Task requirements: Wherever the word "HttpRequest" turns up in a line of the entries, copy that line.

┄┄┄┄┄┄┄┄┄┄

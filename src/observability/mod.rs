//! Observability subsystem.
//!
//! # Data Flow
//! ```text
//! All subsystems produce:
//!     → tracing events with structured fields
//!     → logging.rs (filter + pretty or JSON output)
//!
//! The HTTP host adapter adds a per-request span via tower-http and
//! tags each request with an `x-request-id`.
//! ```

pub mod logging;

pub use logging::init_logging;
//! Routing subsystem.
//!
//! # Data Flow
//! ```text
//! ServerRequest (method, request target)
//!     → kernel.rs (entry point, resolved from the container)
//!     → router.rs (scan routes in registration order)
//!     → route.rs (compiled template match, positional captures)
//!     → handler.rs (function or controller action)
//!     → Response (passed through, or wrapped: JSON for API routes, text otherwise)
//! ```
//!
//! # Design Decisions
//! - Templates compiled when the route is built, immutable afterwards
//! - First match wins, ordered by registration; web routes precede API routes
//! - Unmatched requests get a 404 `{"error":"Not Found"}` response

pub mod error;
pub mod handler;
pub mod kernel;
pub mod route;
pub mod router;

pub use error::{RoutingError, RoutingResult};
pub use handler::{Controller, Handler, HandlerResult, Outcome};
pub use kernel::{Kernel, ROUTER};
pub use route::Route;
pub use router::Router;
//! OS signal handling.
//!
//! # Responsibilities
//! - Wait for SIGINT (Ctrl-C) and translate it into a shutdown trigger
//!
//! # Design Decisions
//! - Uses Tokio's signal handling (async-safe)
//! - A failed handler install is logged and never resolves, so the server keeps running

pub async fn shutdown_signal() {
    match tokio::signal::ctrl_c().await {
        Ok(()) => tracing::info!("Shutdown signal received"),
        Err(e) => {
            tracing::error!(error = %e, "Failed to install Ctrl+C handler");
            std::future::pending::<()>().await;
        }
    }
}
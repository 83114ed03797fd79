//! Request-handling entry point.

use std::sync::Arc;

use crate::container::{Arguments, ContainerResult, Injectable, Parameter};
use crate::message::{HttpRequest, Response};
use crate::routing::error::RoutingResult;
use crate::routing::router::Router;

/// Container id the router is bound under.
pub const ROUTER: &str = "Router";

/// Hands each request to the router.
#[derive(Debug, Clone)]
pub struct Kernel {
    router: Arc<Router>,
}

impl Kernel {
    pub fn new(router: Arc<Router>) -> Self {
        Self { router }
    }

    pub fn router(&self) -> &Router {
        &self.router
    }

    pub fn dispatch<R: HttpRequest>(&self, request: &R) -> RoutingResult<Response> {
        self.router.route(request)
    }
}

impl Injectable for Kernel {
    const TYPE_ID: &'static str = "Kernel";

    fn parameters() -> Vec<Parameter> {
        vec![Parameter::service("router", ROUTER)]
    }

    fn construct(args: &Arguments) -> ContainerResult<Self> {
        Ok(Self::new(args.service("router")?))
    }
}
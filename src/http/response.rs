//! Outbound response conversion.
//!
//! # Responsibilities
//! - Copy status and headers from a rendered [`Response`] into an axum response
//! - Turn uncaught errors into `{"error": "<message>"}` responses
//! - Echo the request ID back to the client

use axum::body::Body;
use axum::http::header::CONTENT_TYPE;
use axum::http::{HeaderName, HeaderValue, StatusCode};
use axum::response::{IntoResponse, Response as AxumResponse};
use serde_json::json;

use crate::http::request::{RequestId, X_REQUEST_ID};
use crate::message::{HttpMessage, Response};

/// Convert `response` with its already rendered `body`.
pub fn into_axum(response: &Response, body: Vec<u8>, request_id: &RequestId) -> AxumResponse {
    let status =
        StatusCode::from_u16(response.status_code()).unwrap_or(StatusCode::INTERNAL_SERVER_ERROR);

    let mut out = AxumResponse::new(Body::from(body));
    *out.status_mut() = status;

    let headers = out.headers_mut();
    for (name, values) in response.headers().iter() {
        let Ok(name) = HeaderName::from_bytes(name.as_bytes()) else {
            tracing::warn!(header = %name, "Dropping header with invalid name");
            continue;
        };
        for value in values {
            match HeaderValue::from_str(value) {
                Ok(value) => {
                    headers.append(name.clone(), value);
                }
                Err(_) => tracing::warn!(header = %name, "Dropping header with invalid value"),
            }
        }
    }
    attach_request_id(&mut out, request_id);
    out
}

/// JSON error body with the given status.
pub fn error_response(status: u16, message: &str, request_id: &RequestId) -> AxumResponse {
    let status = StatusCode::from_u16(status).unwrap_or(StatusCode::INTERNAL_SERVER_ERROR);
    let body = json!({ "error": message }).to_string();
    let mut out = (status, [(CONTENT_TYPE, "application/json")], body).into_response();
    attach_request_id(&mut out, request_id);
    out
}

fn attach_request_id(response: &mut AxumResponse, request_id: &RequestId) {
    if let Ok(value) = HeaderValue::from_str(request_id.as_str()) {
        response
            .headers_mut()
            .insert(HeaderName::from_static(X_REQUEST_ID), value);
    }
}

┄┄┄┄┄┄┄┄┄┄

Response to the task:
use crate::message::{HttpRequest, Response};
    pub fn dispatch<R: HttpRequest>(&self, request: &R) -> RoutingResult<Response> {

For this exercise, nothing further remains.